On répare tout au Garage théâtre de Cosne-Cours-sur-Loire, même la mémoire, même l’oubli et même le temps qui passe et vieillit presque tout. Je ne reviendrai pas ici sur la naissance de ce conte de fait théâtral pour l’avoir racontée (lire ici) lors de son ouverture via un festival. Rappelons tout de même que c’est là l’œuvre et le rêve conjugués d’une fille, l’actrice Lou Wenzel, et de son père, l’acteur-auteur- metteur en scène Jean-Paul Wenzel. Ce soir s’achève la quatrième édition du festival qui se tient une semaine durant chaque été du côté de la fin août.

Le premier soir, sous le titre mi bateau, mi-aguicheur Tout augmente se cachait la reconstitution d’un trio dissous mais cependant insoluble puisque le voici reconstitué. J’ai nommé l’acteur Olivier Perrier, inventeur des mythiques Rencontres d’Hérisson (son village natal, dans l’Allier), l’acteur-agitateur et metteur en scène Jean Louis Hourdin qui après bien des aventures théâtrales en Bourgogne et ailleurs, grâce à la fée Destinée est devenu propriétaire de la maison Jacques Copeau à Pernand Vergelesses,antre, depuis, devenue une formidable maison de théâtre sous l’impulsion d’une association à laquelle Hourdin va prochainement léguer la bâtisse, elle aussi mythique. Quant à Jean-Paul Wenzel il est un des rares auteurs contemporains dont une pièce, Loin d’Hagondange a été créée à Théâtre Ouvert chez les Attoun (si ma mémoire est bonne), et mise en scène, entre autres, par Patrice Chereau. Cette pièce a fait le tour du monde.

Ces trois loustics ont ensemble créé des spectacles mémorables et s’il ne fallait n’en citer qu’un, cela serait le magnifique Honte à l’humanité (il y a 44 ans!) où les trois à poil ou quasi avaient pour partenaire une truie nommée Bibi. Ce sont aussi ces trois là qui, à la demande générale du ministère de la culture de l’époque et du maire de la ville, ont créé un nouveau centre d’art dramatique, Les Îlets, à Montluçon, dans l’Allier. Rien d’étonnant à ce que les Wenzel, père et fille, aient trouvé refuge dans le département voisin, la Nièvre dans une rue située entre l’autoroute A77 et les berges de la Loire.

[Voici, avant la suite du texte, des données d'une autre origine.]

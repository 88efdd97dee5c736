//! History persistence across simulated restarts, backed by SQLite

mod common;

use std::sync::Arc;

use chrono::{TimeZone, Utc};
use educador_ia::history::{Confirmation, HistoryEntry, HistoryStore};
use educador_ia::storage::{SlotStorage, SqliteStorage};

const SLOT: &str = "educador_ia_history";

#[test]
fn test_entries_survive_restart() {
    let (storage, dir) = common::create_temp_storage();

    let mut store = HistoryStore::open(storage, SLOT);
    let first = store.record("Quiz Rápido", "Quiz sobre frações", "1) Quanto é 1/2 + 1/4?");
    let second = store.record("Rubricas", "Rubrica de leitura", "| Critério | Nível |");
    drop(store);

    let reopened = SqliteStorage::new_with_path(dir.path().join("history.db")).unwrap();
    let store = HistoryStore::open(Arc::new(reopened), SLOT);

    assert_eq!(store.entries(), &[second, first]);
}

#[test]
fn test_appended_entry_round_trips_all_fields() {
    let (storage, dir) = common::create_temp_storage();
    let entry = HistoryEntry {
        id: "01HZY3J6S5W9K0V8ZC6T2Y4Q7M".to_string(),
        template_title: "Planos de Aula Personalizados".to_string(),
        prompt: "Plano de 50 minutos".to_string(),
        result: "## Objetivos\n- EF03CI01".to_string(),
        timestamp: Utc.timestamp_millis_opt(1_717_171_717_123).unwrap(),
    };

    let mut store = HistoryStore::open(storage.clone(), SLOT);
    store.append(entry.clone());

    let raw = storage.read_slot(SLOT).unwrap().expect("slot written");
    let json: serde_json::Value = serde_json::from_str(&raw).unwrap();
    assert_eq!(json[0]["templateTitle"], "Planos de Aula Personalizados");
    assert_eq!(json[0]["timestamp"], "2024-05-31T16:08:37.123Z");

    let reopened = SqliteStorage::new_with_path(dir.path().join("history.db")).unwrap();
    let reloaded = HistoryStore::open(Arc::new(reopened), SLOT);
    assert_eq!(reloaded.entries(), &[entry]);
}

#[test]
fn test_clear_then_restart_is_empty() {
    let (storage, dir) = common::create_temp_storage();

    let mut store = HistoryStore::open(storage, SLOT);
    store.record("A", "p", "r");
    store.record("B", "p", "r");
    assert!(store.clear(Confirmation::Yes));
    drop(store);

    let reopened = SqliteStorage::new_with_path(dir.path().join("history.db")).unwrap();
    assert!(HistoryStore::open(Arc::new(reopened), SLOT).is_empty());
}

#[test]
fn test_declined_clear_keeps_persisted_entries() {
    let (storage, _dir) = common::create_temp_storage();

    let mut store = HistoryStore::open(storage.clone(), SLOT);
    store.record("A", "p", "r");
    assert!(!store.clear(Confirmation::from_answer("n")));

    assert_eq!(HistoryStore::open(storage, SLOT).len(), 1);
}

#[test]
fn test_corrupted_slot_loads_empty_and_recovers() {
    let (storage, _dir) = common::create_temp_storage();
    storage.write_slot(SLOT, "[{\"id\": 1").unwrap();

    let mut store = HistoryStore::open(storage.clone(), SLOT);
    assert!(store.is_empty());

    store.record("A", "p", "r");
    assert_eq!(HistoryStore::open(storage, SLOT).len(), 1);
}

#[test]
fn test_load_reflects_external_changes() {
    let (storage, _dir) = common::create_temp_storage();
    let mut store = HistoryStore::open(storage.clone(), SLOT);
    store.record("A", "p", "r");

    storage.delete_slot(SLOT).unwrap();
    assert!(store.load().is_empty());
}
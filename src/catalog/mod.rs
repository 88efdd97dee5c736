//! Template catalog and curricular context options
//!
//! The catalog is read-only data consumed by the studio: templates grouped
//! by category, plus the context options used for prompt augmentation. The
//! built-in data ships as `catalog.yaml`; a replacement file with the same
//! shape can be loaded from disk.

use crate::error::{EducadorError, Result};
use serde::{Deserialize, Serialize};
use std::collections::BTreeMap;
use std::fmt;
use std::path::Path;

const BUILTIN_CATALOG: &str = include_str!("catalog.yaml");

/// Template category
///
/// Declaration order is the display order used when grouping.
#[derive(Debug, Clone, Copy, PartialEq, Eq, PartialOrd, Ord, Hash, Serialize, Deserialize)]
pub enum Category {
    /// Lesson and term planning
    #[serde(rename = "Planejamento")]
    Planning,
    /// Content and material production
    #[serde(rename = "Conteúdo")]
    Content,
    /// Assessment
    #[serde(rename = "Avaliação")]
    Assessment,
    /// Innovative practices
    #[serde(rename = "Inovação")]
    Innovation,
    /// Youth and adult education
    #[serde(rename = "EJA")]
    AdultEducation,
    /// Special education
    #[serde(rename = "Educação Especial")]
    SpecialEducation,
}

impl Category {
    /// All categories in display order
    pub const ALL: [Category; 6] = [
        Category::Planning,
        Category::Content,
        Category::Assessment,
        Category::Innovation,
        Category::AdultEducation,
        Category::SpecialEducation,
    ];

    /// Localized label shown to educators
    pub fn label(&self) -> &'static str {
        match self {
            Category::Planning => "Planejamento",
            Category::Content => "Conteúdo",
            Category::Assessment => "Avaliação",
            Category::Innovation => "Inovação",
            Category::AdultEducation => "EJA",
            Category::SpecialEducation => "Educação Especial",
        }
    }
}

impl fmt::Display for Category {
    fn fmt(&self, f: &mut fmt::Formatter<'_>) -> fmt::Result {
        f.write_str(self.label())
    }
}

/// A predefined prompt scaffold
#[derive(Debug, Clone, PartialEq, Eq, Serialize, Deserialize)]
pub struct Template {
    /// Unique id
    pub id: u32,
    /// Title, also stored on history entries
    pub title: String,
    /// One-line description
    pub description: String,
    /// Category used for grouping
    pub category: Category,
    /// Prompt seeded into a new session
    pub default_prompt: String,
    /// Opaque display hint (icon name); never interpreted
    #[serde(default)]
    pub icon: String,
}

/// A curricular context selectable for prompt augmentation
#[derive(Debug, Clone, PartialEq, Eq, Serialize, Deserialize)]
pub struct ContextOption {
    /// Unique id, e.g. `default` or `municipal`
    pub id: String,
    /// Label shown in the selector
    pub label: String,
    /// Text appended to the prompt; empty for a no-op
    #[serde(default)]
    pub prompt_suffix: String,
    /// Short explanation of what the context does
    #[serde(default)]
    pub description: String,
    /// Reference documentation for the context
    #[serde(default)]
    pub link: Option<url::Url>,
}

/// Read-only catalog of templates and context options
#[derive(Debug, Clone, Serialize, Deserialize)]
pub struct Catalog {
    templates: Vec<Template>,
    #[serde(default)]
    contexts: Vec<ContextOption>,
}

impl Catalog {
    /// Parse the catalog bundled with the binary
    ///
    /// # Errors
    ///
    /// Returns error if the bundled data is malformed
    pub fn builtin() -> Result<Self> {
        Self::from_yaml(BUILTIN_CATALOG)
    }

    /// Load a catalog file with the same shape as the bundled one
    ///
    /// # Errors
    ///
    /// Returns error if the file cannot be read or is invalid
    pub fn load<P: AsRef<Path>>(path: P) -> Result<Self> {
        let path = path.as_ref();
        let contents = std::fs::read_to_string(path).map_err(|e| {
            EducadorError::Config(format!(
                "Failed to read catalog {}: {}",
                path.display(),
                e
            ))
        })?;
        Self::from_yaml(&contents)
    }

    /// Parse a catalog from YAML text
    ///
    /// # Errors
    ///
    /// Returns error on invalid YAML, duplicate template ids or duplicate
    /// context ids
    pub fn from_yaml(contents: &str) -> Result<Self> {
        let catalog: Catalog = serde_yaml::from_str(contents)
            .map_err(|e| EducadorError::Config(format!("Failed to parse catalog: {}", e)))?;
        catalog.check_unique_ids()?;
        Ok(catalog)
    }

    fn check_unique_ids(&self) -> Result<()> {
        let mut seen = std::collections::HashSet::new();
        for template in &self.templates {
            if !seen.insert(template.id) {
                return Err(EducadorError::Config(format!(
                    "Duplicate template id in catalog: {}",
                    template.id
                ))
                .into());
            }
        }

        let mut seen = std::collections::HashSet::new();
        for context in &self.contexts {
            if !seen.insert(context.id.as_str()) {
                return Err(EducadorError::Config(format!(
                    "Duplicate context id in catalog: {}",
                    context.id
                ))
                .into());
            }
        }

        Ok(())
    }

    /// All templates in catalog order
    pub fn templates(&self) -> &[Template] {
        &self.templates
    }

    /// All context options in catalog order
    pub fn contexts(&self) -> &[ContextOption] {
        &self.contexts
    }

    /// Look up a template by id
    pub fn template(&self, id: u32) -> Option<&Template> {
        self.templates.iter().find(|t| t.id == id)
    }

    /// Look up a context option by id
    pub fn context(&self, id: &str) -> Option<&ContextOption> {
        self.contexts.iter().find(|c| c.id == id)
    }

    /// Templates grouped by category, categories in display order
    ///
    /// Categories without templates are omitted.
    pub fn by_category(&self) -> BTreeMap<Category, Vec<&Template>> {
        let mut grouped: BTreeMap<Category, Vec<&Template>> = BTreeMap::new();
        for template in &self.templates {
            grouped.entry(template.category).or_default().push(template);
        }
        grouped
    }
}

#[cfg(test)]
mod tests {
    use super::*;

    #[test]
    fn test_builtin_catalog_parses() {
        let catalog = Catalog::builtin().unwrap();
        assert_eq!(catalog.templates().len(), 38);
        assert_eq!(catalog.contexts().len(), 2);
    }

    #[test]
    fn test_builtin_first_template() {
        let catalog = Catalog::builtin().unwrap();
        let template = catalog.template(1).unwrap();
        assert_eq!(template.title, "Planos de Aula Personalizados");
        assert_eq!(template.category, Category::Planning);
        assert!(template.default_prompt.contains("Ciclo da Água"));
        assert_eq!(template.icon, "users");
    }

    #[test]
    fn test_builtin_contexts() {
        let catalog = Catalog::builtin().unwrap();

        let default = catalog.context("default").unwrap();
        assert!(default.prompt_suffix.is_empty());
        assert!(default.link.is_none());

        let municipal = catalog.context("municipal").unwrap();
        assert!(municipal.prompt_suffix.starts_with("\n\n[IMPORTANTE:"));
        assert!(municipal.link.is_some());
    }

    #[test]
    fn test_by_category_covers_every_category() {
        let catalog = Catalog::builtin().unwrap();
        let grouped = catalog.by_category();

        let keys: Vec<Category> = grouped.keys().copied().collect();
        assert_eq!(keys, Category::ALL.to_vec());

        let total: usize = grouped.values().map(|v| v.len()).sum();
        assert_eq!(total, 38);
        assert_eq!(grouped[&Category::SpecialEducation].len(), 7);
    }

    #[test]
    fn test_category_serde_uses_portuguese_labels() {
        let yaml = serde_yaml::to_string(&Category::SpecialEducation).unwrap();
        assert!(yaml.contains("Educação Especial"));

        let parsed: Category = serde_yaml::from_str("\"Conteúdo\"").unwrap();
        assert_eq!(parsed, Category::Content);
        assert_eq!(parsed.to_string(), "Conteúdo");
    }

    #[test]
    fn test_from_yaml_rejects_duplicate_template_ids() {
        let yaml = r#"
templates:
  - id: 1
    title: A
    description: a
    category: EJA
    default_prompt: p
  - id: 1
    title: B
    description: b
    category: EJA
    default_prompt: q
"#;
        assert!(Catalog::from_yaml(yaml).is_err());
    }

    #[test]
    fn test_from_yaml_optional_fields_default() {
        let yaml = r#"
templates:
  - id: 7
    title: Sem ícone
    description: d
    category: Inovação
    default_prompt: p
contexts:
  - id: default
    label: Padrão
"#;
        let catalog = Catalog::from_yaml(yaml).unwrap();
        assert_eq!(catalog.template(7).unwrap().icon, "");
        let context = catalog.context("default").unwrap();
        assert_eq!(context.prompt_suffix, "");
        assert!(context.link.is_none());
    }

    #[test]
    fn test_load_missing_file_is_error() {
        assert!(Catalog::load("/nonexistent/catalog.yaml").is_err());
    }

    #[test]
    fn test_unknown_lookups_return_none() {
        let catalog = Catalog::builtin().unwrap();
        assert!(catalog.template(999).is_none());
        assert!(catalog.context("estadual").is_none());
    }
}
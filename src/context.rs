//! Curricular context augmentation
//!
//! Maps the selected context id to the suffix appended to the prompt right
//! before it is submitted for text generation.

use crate::catalog::ContextOption;

/// Id of the no-op context selected for every new session
pub const DEFAULT_CONTEXT_ID: &str = "default";

/// Suffix for the selected context
///
/// Unknown ids fail closed to the empty suffix, same as `default`.
///
/// # Examples
///
/// ```
/// use educador_ia::catalog::ContextOption;
/// use educador_ia::context::resolve_suffix;
///
/// let options = vec![ContextOption {
///     id: "municipal".to_string(),
///     label: "Municipal".to_string(),
///     prompt_suffix: " [municipal]".to_string(),
///     description: String::new(),
///     link: None,
/// }];
/// assert_eq!(resolve_suffix(&options, "municipal"), " [municipal]");
/// assert_eq!(resolve_suffix(&options, "unknown"), "");
/// ```
pub fn resolve_suffix<'a>(options: &'a [ContextOption], selected_id: &str) -> &'a str {
    match options.iter().find(|option| option.id == selected_id) {
        Some(option) => option.prompt_suffix.as_str(),
        None => {
            tracing::debug!(
                "Context '{}' not found, submitting prompt without suffix",
                selected_id
            );
            ""
        }
    }
}

/// Prompt text as submitted to the text model
pub fn augment_prompt(prompt: &str, options: &[ContextOption], selected_id: &str) -> String {
    let mut augmented = String::with_capacity(prompt.len());
    augmented.push_str(prompt);
    augmented.push_str(resolve_suffix(options, selected_id));
    augmented
}
//! Error types for Educador IA
//!
//! This module defines all error types used throughout the application,
//! using `thiserror` for ergonomic error handling.

use thiserror::Error;

/// Main error type for Educador IA operations
///
/// Covers configuration loading, the remote text and image generation
/// calls, local history persistence and file export.
#[derive(Error, Debug)]
pub enum EducadorError {
    /// Configuration-related errors
    #[error("Configuration error: {0}")]
    Config(String),

    /// Text stream failed (network, endpoint status, aborted stream)
    #[error("Generation error: {0}")]
    Generation(String),

    /// Image call failed, or succeeded without an image payload
    #[error("Image generation error: {0}")]
    ImageGeneration(String),

    /// Persisted history read/write failed
    #[error("Storage error: {0}")]
    Storage(String),

    /// Missing API key for the generation endpoint
    #[error("Missing credentials for provider: {0}")]
    MissingCredentials(String),

    /// Writing an exported file failed
    #[error("Export error: {0}")]
    Export(String),

    /// IO errors
    #[error("IO error: {0}")]
    Io(#[from] std::io::Error),

    /// JSON serialization/deserialization errors
    #[error("Serialization error: {0}")]
    Serialization(#[from] serde_json::Error),

    /// YAML parsing errors
    #[error("YAML error: {0}")]
    Yaml(#[from] serde_yaml::Error),

    /// HTTP request errors
    #[error("HTTP error: {0}")]
    Http(#[from] reqwest::Error),

    /// Image decoding/encoding errors
    #[error("Image error: {0}")]
    Image(#[from] image::ImageError),
}

/// Result type alias for Educador IA operations
///
/// Uses `anyhow::Error` as the error type so callers can attach context
/// and still downcast to [`EducadorError`] where the variant matters.
pub type Result<T> = anyhow::Result<T>;

#[cfg(test)]
mod tests {
    use super::*;

    #[test]
    fn test_config_error_display() {
        let error = EducadorError::Config("invalid format".to_string());
        assert_eq!(error.to_string(), "Configuration error: invalid format");
    }

    #[test]
    fn test_generation_error_display() {
        let error = EducadorError::Generation("stream aborted".to_string());
        assert_eq!(error.to_string(), "Generation error: stream aborted");
    }

    #[test]
    fn test_image_generation_error_display() {
        let error = EducadorError::ImageGeneration("Nenhuma imagem foi gerada.".to_string());
        assert_eq!(
            error.to_string(),
            "Image generation error: Nenhuma imagem foi gerada."
        );
    }

    #[test]
    fn test_storage_error_display() {
        let error = EducadorError::Storage("database locked".to_string());
        assert_eq!(error.to_string(), "Storage error: database locked");
    }

    #[test]
    fn test_missing_credentials_error_display() {
        let error = EducadorError::MissingCredentials("gemini".to_string());
        assert_eq!(error.to_string(), "Missing credentials for provider: gemini");
    }

    #[test]
    fn test_io_error_conversion() {
        let io_error = std::io::Error::new(std::io::ErrorKind::NotFound, "file not found");
        let error: EducadorError = io_error.into();
        assert!(matches!(error, EducadorError::Io(_)));
    }

    #[test]
    fn test_json_error_conversion() {
        let json_error = serde_json::from_str::<serde_json::Value>("{invalid json}").unwrap_err();
        let error: EducadorError = json_error.into();
        assert!(matches!(error, EducadorError::Serialization(_)));
    }

    #[test]
    fn test_yaml_error_conversion() {
        let yaml_error = serde_yaml::from_str::<serde_yaml::Value>("invalid: : yaml").unwrap_err();
        let error: EducadorError = yaml_error.into();
        assert!(matches!(error, EducadorError::Yaml(_)));
    }

    #[test]
    fn test_downcast_through_anyhow() {
        let err: anyhow::Error = EducadorError::Generation("boom".to_string()).into();
        assert!(matches!(
            err.downcast_ref::<EducadorError>(),
            Some(EducadorError::Generation(_))
        ));
    }

    #[test]
    fn test_error_is_send_sync() {
        fn assert_send_sync<T: Send + Sync>() {}
        assert_send_sync::<EducadorError>();
    }
}
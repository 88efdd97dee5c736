use base64::Engine;
use std::fs;
use std::path::PathBuf;
use std::sync::Arc;
use tempfile::TempDir;
use educador_ia::config::GeminiConfig;
use educador_ia::storage::SqliteStorage;
use serde_json::json;

#[allow(dead_code)]
pub fn create_temp_storage() -> (Arc<SqliteStorage>, TempDir) {
    let tmp = TempDir::new().expect("failed to create tempdir");
    let db_path = tmp.path().join("history.db");
    let storage =
        SqliteStorage::new_with_path(db_path).expect("failed to create sqlite storage with path");
    (Arc::new(storage), tmp)
}

#[allow(dead_code)]
pub fn temp_config_file(contents: &str) -> (TempDir, PathBuf) {
    let temp_dir = TempDir::new().expect("failed to create tempdir");
    let config_path = temp_dir.path().join("config.yaml");
    fs::write(&config_path, contents).expect("failed to write config file");
    (temp_dir, config_path)
}

/// Gemini config pointing at a wiremock server
#[allow(dead_code)]
pub fn gemini_config(server_uri: &str) -> GeminiConfig {
    GeminiConfig {
        api_key: Some("test-key".to_string()),
        api_base: format!("{}/v1beta", server_uri),
        timeout_seconds: 5,
        ..Default::default()
    }
}

/// SSE body with one `GenerateContentResponse` event per text fragment
#[allow(dead_code)]
pub fn sse_body(fragments: &[&str]) -> String {
    fragments
        .iter()
        .map(|text| {
            let event = json!({
                "candidates": [{"content": {"role": "model", "parts": [{"text": text}]}}]
            });
            format!("data: {}\r\n\r\n", event)
        })
        .collect()
}

/// Base64 of a 1x1 PNG
#[allow(dead_code)]
pub fn png_base64() -> String {
    let mut bytes = std::io::Cursor::new(Vec::new());
    image::DynamicImage::ImageRgb8(image::RgbImage::new(1, 1))
        .write_to(&mut bytes, image::ImageFormat::Png)
        .expect("encode png");
    base64::engine::general_purpose::STANDARD.encode(bytes.into_inner())
}
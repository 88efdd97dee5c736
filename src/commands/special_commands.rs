//! Slash command parser for the interactive studio
//!
//! Every line that starts with `/` is a studio command; anything else
//! replaces the prompt text. Command names are case-insensitive, their
//! arguments keep the case they were typed with.

use thiserror::Error;

/// Errors that can occur when parsing studio commands
#[derive(Error, Debug, Clone, PartialEq, Eq)]
pub enum CommandError {
    /// Unknown command was entered
    #[error("Comando desconhecido: {0}\n\nDigite '/help' para ver os comandos disponíveis")]
    UnknownCommand(String),

    /// Command was given an argument it cannot use
    #[error("Argumento inválido para {command}: {arg}\n\nDigite '/help' para ver o uso correto")]
    UnsupportedArgument { command: String, arg: String },

    /// Command requires an argument but none was provided
    #[error("O comando {command} exige um argumento\n\nUso: {usage}")]
    MissingArgument { command: String, usage: String },
}

/// Commands available in the studio loop
#[derive(Debug, Clone, PartialEq, Eq)]
pub enum StudioCommand {
    /// Open a template by id
    Open(u32),

    /// List the catalog grouped by category
    Templates,

    /// List context options
    Contexts,

    /// Select a context option by id
    SelectContext(String),

    /// Replace the prompt text
    SetPrompt(String),

    /// Show the current session
    Show,

    /// Stream text for the current prompt
    Generate,

    /// Start an illustration in the background
    Image,

    /// Save the current result as `.txt`
    SaveResult,

    /// Save the current illustration as `.png`
    SaveImage,

    /// List the history log
    History,

    /// Search the history log
    Search(String),

    /// Restore the n-th (1-based) entry of the last listing
    Restore(usize),

    /// Export the full history, or the entries matching a query
    Export(Option<String>),

    /// Clear the history after confirmation
    Clear,

    /// Display help information
    Help,

    /// Leave the studio
    Exit,

    /// Not a command: the input is the new prompt text
    None,
}

fn missing(command: &str, usage: &str) -> CommandError {
    CommandError::MissingArgument {
        command: command.to_string(),
        usage: usage.to_string(),
    }
}

/// Parse one line of user input
///
/// # Errors
///
/// Returns `CommandError` for unknown commands, missing arguments and
/// arguments that cannot be parsed.
///
/// # Examples
///
/// ```
/// use educador_ia::commands::special_commands::{parse_special_command, StudioCommand};
///
/// assert_eq!(parse_special_command("/open 7").unwrap(), StudioCommand::Open(7));
/// assert_eq!(
///     parse_special_command("/Search Frações").unwrap(),
///     StudioCommand::Search("Frações".to_string())
/// );
/// assert_eq!(parse_special_command("Uma aula sobre o Sol").unwrap(), StudioCommand::None);
/// assert!(parse_special_command("/voar").is_err());
/// ```
pub fn parse_special_command(input: &str) -> Result<StudioCommand, CommandError> {
    let trimmed = input.trim();
    let lower = trimmed.to_lowercase();

    if !trimmed.starts_with('/') && lower != "exit" && lower != "quit" && lower != "sair" {
        return Ok(StudioCommand::None);
    }

    let (name, arg) = match trimmed.split_once(char::is_whitespace) {
        Some((name, rest)) => (name.to_lowercase(), rest.trim()),
        None => (lower.clone(), ""),
    };

    match name.as_str() {
        "/open" | "/abrir" => {
            if arg.is_empty() {
                return Err(missing("/open", "/open <id>"));
            }
            arg.parse()
                .map(StudioCommand::Open)
                .map_err(|_| CommandError::UnsupportedArgument {
                    command: "/open".to_string(),
                    arg: arg.to_string(),
                })
        }
        "/templates" | "/modelos" => Ok(StudioCommand::Templates),
        "/contexts" | "/contextos" => Ok(StudioCommand::Contexts),
        "/context" | "/contexto" => {
            if arg.is_empty() {
                Err(missing("/context", "/context <id>"))
            } else {
                Ok(StudioCommand::SelectContext(arg.to_lowercase()))
            }
        }
        "/prompt" => {
            if arg.is_empty() {
                Err(missing("/prompt", "/prompt <texto>"))
            } else {
                Ok(StudioCommand::SetPrompt(arg.to_string()))
            }
        }
        "/show" | "/status" => Ok(StudioCommand::Show),
        "/generate" | "/gerar" => Ok(StudioCommand::Generate),
        "/image" | "/imagem" => Ok(StudioCommand::Image),
        "/save" | "/salvar" => Ok(StudioCommand::SaveResult),
        "/save-image" | "/salvar-imagem" => Ok(StudioCommand::SaveImage),
        "/history" | "/historico" => Ok(StudioCommand::History),
        "/search" | "/buscar" => {
            if arg.is_empty() {
                Err(missing("/search", "/search <termo>"))
            } else {
                Ok(StudioCommand::Search(arg.to_string()))
            }
        }
        "/restore" | "/restaurar" => {
            if arg.is_empty() {
                return Err(missing("/restore", "/restore <n>"));
            }
            match arg.parse::<usize>() {
                Ok(n) if n > 0 => Ok(StudioCommand::Restore(n)),
                _ => Err(CommandError::UnsupportedArgument {
                    command: "/restore".to_string(),
                    arg: arg.to_string(),
                }),
            }
        }
        "/export" | "/exportar" => Ok(StudioCommand::Export(
            (!arg.is_empty()).then(|| arg.to_string()),
        )),
        "/clear" | "/limpar" => Ok(StudioCommand::Clear),
        "/help" | "/ajuda" | "/?" => Ok(StudioCommand::Help),
        "exit" | "quit" | "sair" | "/exit" | "/quit" | "/sair" => Ok(StudioCommand::Exit),
        other => Err(CommandError::UnknownCommand(other.to_string())),
    }
}

/// Display help text for studio commands
pub fn print_help() {
    println!(
        r#"
Comandos do Estúdio
===================

MODELOS:
  /templates          - Lista os modelos por categoria
  /open <id>          - Abre um modelo (o prompt padrão é carregado)

CONTEXTO CURRICULAR:
  /contexts           - Lista os contextos disponíveis
  /context <id>       - Seleciona um contexto (ex: default, municipal)

PROMPT E GERAÇÃO:
  <texto>             - Qualquer linha sem '/' substitui o prompt
  /prompt <texto>     - Mesmo efeito, explícito
  /show               - Mostra o modelo, o prompt e o resultado atuais
  /generate           - Gera o texto (resposta exibida em tempo real)
  /image              - Gera uma ilustração em segundo plano
  /save               - Salva o resultado em .txt
  /save-image         - Salva a ilustração em .png

HISTÓRICO:
  /history            - Lista o histórico (mais recente primeiro)
  /search <termo>     - Filtra por modelo, prompt ou resultado
  /restore <n>        - Restaura o item n da última listagem
  /export [termo]     - Exporta o histórico (ou só o filtrado) em .txt
  /clear              - Apaga todo o histórico (pede confirmação)

OUTROS:
  /help               - Mostra esta ajuda
  /exit               - Sai do estúdio
"#
    );
}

Tout augmente est un spectacle ni fait ni à faire, une sorte de pot pourri qui retrace à gros traits l’histoire du monde depuis les temps préhistoriques jusqu’à aujourd’hui en passant par Brecht, la mémoire qui flanche, le voleur de bicyclette, le pis des vaches, la peur du vide, les bonnes vieilles révoltes et l’amitié qui maintient le cap cependant que chacun agite le hochet d’une petite marotte. Le violoncelle de Muriel Piquart accompagne ces erratiques autant que sympathiques et troublants vagabondages fomentés et interprétés par les trois vieux loustics, complices comme cochon.

Au troisième soir du festival, j’ai eu enfin l‘immense plaisir de voir Le Banquet de la Sainte Cécile, spectacle dont j’avais mainte fois entendu parler depuis sa création (il y aura trente ans l’année prochaine) sans avoir l’occasion de pouvoir le voir malgré ses plus de neuf cents représentations au compteur.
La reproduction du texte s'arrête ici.